• [Source records]
========================================
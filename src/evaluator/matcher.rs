//! @ai:module:intent Score short factual answers and "not found" answers
//! @ai:module:layer application
//! @ai:module:public_api AnswerMatcher, AnswerMatcherTrait, MatchOutcome, MatchRule
//! @ai:module:stateless true

use crate::config::ScoringConfig;
use crate::evaluator::normalize::Normalizer;
use serde::{Deserialize, Serialize};

pub const FULL_CREDIT: f64 = 1.0;
pub const PARTIAL_CREDIT: f64 = 0.5;
pub const NO_CREDIT: f64 = 0.0;

/// @ai:intent Which comparison rule decided a score
#[derive(Debug, Clone, Copy, PartialEq, Eq, Serialize, Deserialize)]
#[serde(rename_all = "snake_case")]
pub enum MatchRule {
    /// Normalized text equal to the reference answer
    Exact,
    /// Normalized text equal to an accepted variant
    Variant,
    /// Same number after stripping currency, units and separators
    Numeric,
    /// Same calendar date in a different format
    Date,
    /// Reference answer embedded in a longer answer
    Contained,
    /// Indicates missing information, for negative questions
    NotFound,
    Unmatched,
}

impl MatchRule {
    pub fn as_str(&self) -> &'static str {
        match self {
            MatchRule::Exact => "exact",
            MatchRule::Variant => "variant",
            MatchRule::Numeric => "numeric",
            MatchRule::Date => "date",
            MatchRule::Contained => "contained",
            MatchRule::NotFound => "not_found",
            MatchRule::Unmatched => "unmatched",
        }
    }
}

/// @ai:intent Score of one answer: 1.0 full, 0.5 right fact in the wrong format, 0.0 wrong
#[derive(Debug, Clone, Copy, PartialEq)]
pub struct MatchOutcome {
    pub score: f64,
    pub rule: MatchRule,
}

impl MatchOutcome {
    fn new(score: f64, rule: MatchRule) -> Self {
        Self { score, rule }
    }
}

/// @ai:intent Trait for answer matching
pub trait AnswerMatcherTrait: Send + Sync {
    /// @ai:intent Score a submitted answer against the reference answer and its variants
    fn check_exact_match(&self, submitted: &str, expected: &str, variants: &[String]) -> MatchOutcome;

    /// @ai:intent Decide whether an answer correctly says the information is unavailable
    fn check_negative(&self, submitted: &str) -> bool;
}

/// @ai:intent Tiered matcher over normalized text, numbers and dates
pub struct AnswerMatcher {
    normalizer: Normalizer,
    config: ScoringConfig,
}

impl AnswerMatcher {
    /// @ai:intent Create a matcher with the given thresholds
    /// @ai:effects pure
    pub fn new(config: ScoringConfig) -> Self {
        Self {
            normalizer: Normalizer::new(),
            config,
        }
    }

    /// @ai:intent Compare two answers numerically with relative and absolute tolerance
    /// @ai:effects pure
    fn numbers_match(&self, submitted: &str, expected: &str) -> bool {
        match (self.normalizer.number(submitted), self.normalizer.number(expected)) {
            (Some(s), Some(e)) => {
                let tolerance = self
                    .config
                    .numeric_absolute_tolerance
                    .max(e.abs() * self.config.numeric_relative_tolerance);
                (s - e).abs() < tolerance
            }
            _ => false,
        }
    }

    /// @ai:intent Compare two answers as calendar dates
    /// @ai:effects pure
    fn dates_match(&self, submitted: &str, expected: &str) -> bool {
        match (self.normalizer.date(submitted), self.normalizer.date(expected)) {
            (Some(s), Some(e)) => s == e,
            _ => false,
        }
    }
}

impl Default for AnswerMatcher {
    fn default() -> Self {
        Self::new(ScoringConfig::default())
    }
}

impl AnswerMatcherTrait for AnswerMatcher {
    /// @ai:intent Apply the matching tiers in order: text, variants, number, date, containment
    /// @ai:effects pure
    fn check_exact_match(&self, submitted: &str, expected: &str, variants: &[String]) -> MatchOutcome {
        let submitted_norm = self.normalizer.text(submitted);
        let expected_norm = self.normalizer.text(expected);

        if submitted_norm == expected_norm {
            return MatchOutcome::new(FULL_CREDIT, MatchRule::Exact);
        }

        if variants
            .iter()
            .any(|variant| self.normalizer.text(variant) == submitted_norm)
        {
            return MatchOutcome::new(FULL_CREDIT, MatchRule::Variant);
        }

        if self.numbers_match(submitted, expected) {
            return MatchOutcome::new(PARTIAL_CREDIT, MatchRule::Numeric);
        }

        if self.dates_match(submitted, expected) {
            return MatchOutcome::new(PARTIAL_CREDIT, MatchRule::Date);
        }

        if expected_norm.chars().count() > self.config.min_containment_length
            && submitted_norm.contains(&expected_norm)
        {
            return MatchOutcome::new(PARTIAL_CREDIT, MatchRule::Contained);
        }

        MatchOutcome::new(NO_CREDIT, MatchRule::Unmatched)
    }

    /// @ai:intent Empty answers, "not found" phrases and short questions back count as negative
    /// @ai:effects pure
    fn check_negative(&self, submitted: &str) -> bool {
        if submitted.trim().is_empty() {
            return true;
        }

        let lowered = submitted.trim().to_lowercase();

        if self
            .config
            .negative_indicators
            .iter()
            .any(|indicator| lowered.contains(&indicator.to_lowercase()))
        {
            return true;
        }

        submitted.contains('?')
            && submitted.chars().count() < self.config.uncertain_answer_max_length
    }
}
========================================
• [What to do] How many of the lines above hold the word "evaluator"? Give only that number.

• [Final answer] 2